_The problem_
For the data below, restate word for word only the lines from the line containing "let (head, mut rest) = payload" through the line containing "let mut threads", both ends included.

[Data listing]

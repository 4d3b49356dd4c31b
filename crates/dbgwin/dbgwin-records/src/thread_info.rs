#![forbid(unsafe_code)]

// Thread-info payload, packed with no padding:
//
//   load: u8, thread_count: u8,
//   thread_count * { stack_usage: u8, cpu_load: u8, name_len: u8, name[name_len] }
//
// The producer rounds the record up to whole words, so trailing bytes after
// the last thread are expected and ignored.

const CPU_INFO_SIZE: usize = 2;
const THREAD_INFO_SIZE: usize = 3;

#[derive(Debug, Clone, PartialEq, Eq, thiserror::Error)]
pub enum ParseError {
    #[error("payload of {len} bytes ends before the cpu info header")]
    CpuHeader { len: usize },

    #[error("payload ends inside thread {index} header")]
    ThreadHeader { index: usize },

    #[error("payload ends inside thread {index} name ({name_len} bytes declared)")]
    ThreadName { index: usize, name_len: usize },
}

#[derive(Debug, Clone, PartialEq, Eq)]
pub struct ThreadInfo {
    pub name: String,
    /// Stack usage, U(0,8) fixed point.
    pub stack_usage: u8,
    /// Share of the core's cycles, U(0,8) fixed point.
    pub cpu_load: u8,
}

#[derive(Debug, Clone, PartialEq, Eq)]
pub struct CpuInfo {
    /// Core load, U(0,8) fixed point.
    pub load: u8,
    pub threads: Vec<ThreadInfo>,
}

/// Converts a U(0,8) fixed point fraction into percent.
#[inline]
pub fn fixed_point_percent(value: u8) -> f32 {
    value as f32 / 2.55
}

impl CpuInfo {
    /// Parses a thread-info payload (the bytes after the record header).
    pub fn parse(payload: &[u8]) -> Result<Self, ParseError> {
        let (head, mut rest) = payload
            .split_at_checked(CPU_INFO_SIZE)
            .ok_or(ParseError::CpuHeader { len: payload.len() })?;
        let load = head[0];
        let thread_count = head[1] as usize;

        let mut threads = Vec::with_capacity(thread_count);
        for index in 0..thread_count {
            let (th, after) = rest
                .split_at_checked(THREAD_INFO_SIZE)
                .ok_or(ParseError::ThreadHeader { index })?;
            let name_len = th[2] as usize;
            let (name, after) = after
                .split_at_checked(name_len)
                .ok_or(ParseError::ThreadName { index, name_len })?;
            threads.push(ThreadInfo {
                name: String::from_utf8_lossy(name).into_owned(),
                stack_usage: th[0],
                cpu_load: th[1],
            });
            rest = after;
        }

        Ok(Self { load, threads })
    }

    /// Serializes into the payload layout, without word padding.
    pub fn to_payload(&self) -> Vec<u8> {
        let mut out = vec![self.load, self.threads.len() as u8];
        for t in &self.threads {
            let name = &t.name.as_bytes()[..t.name.len().min(u8::MAX as usize)];
            out.extend_from_slice(&[t.stack_usage, t.cpu_load, name.len() as u8]);
            out.extend_from_slice(name);
        }
        out
    }
}
use dbgwin_records::Record;

/// Receives decoded records in per-core sequence order.
pub trait RecordSink {
    fn on_record(&mut self, core_id: u32, record: &Record);
}

/// Collects records; handy for tests and replay tooling.
impl RecordSink for Vec<(u32, Record)> {
    fn on_record(&mut self, core_id: u32, record: &Record) {
        self.push((core_id, record.clone()));
    }
}

impl<S: RecordSink + ?Sized> RecordSink for &mut S {
    fn on_record(&mut self, core_id: u32, record: &Record) {
        (**self).on_record(core_id, record);
    }
}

[/Data listing]

_Solution for this problem_
        let (head, mut rest) = payload
            .split_at_checked(CPU_INFO_SIZE)
            .ok_or(ParseError::CpuHeader { len: payload.len() })?;
        let load = head[0];
        let thread_count = head[1] as usize;

        let mut threads = Vec::with_capacity(thread_count);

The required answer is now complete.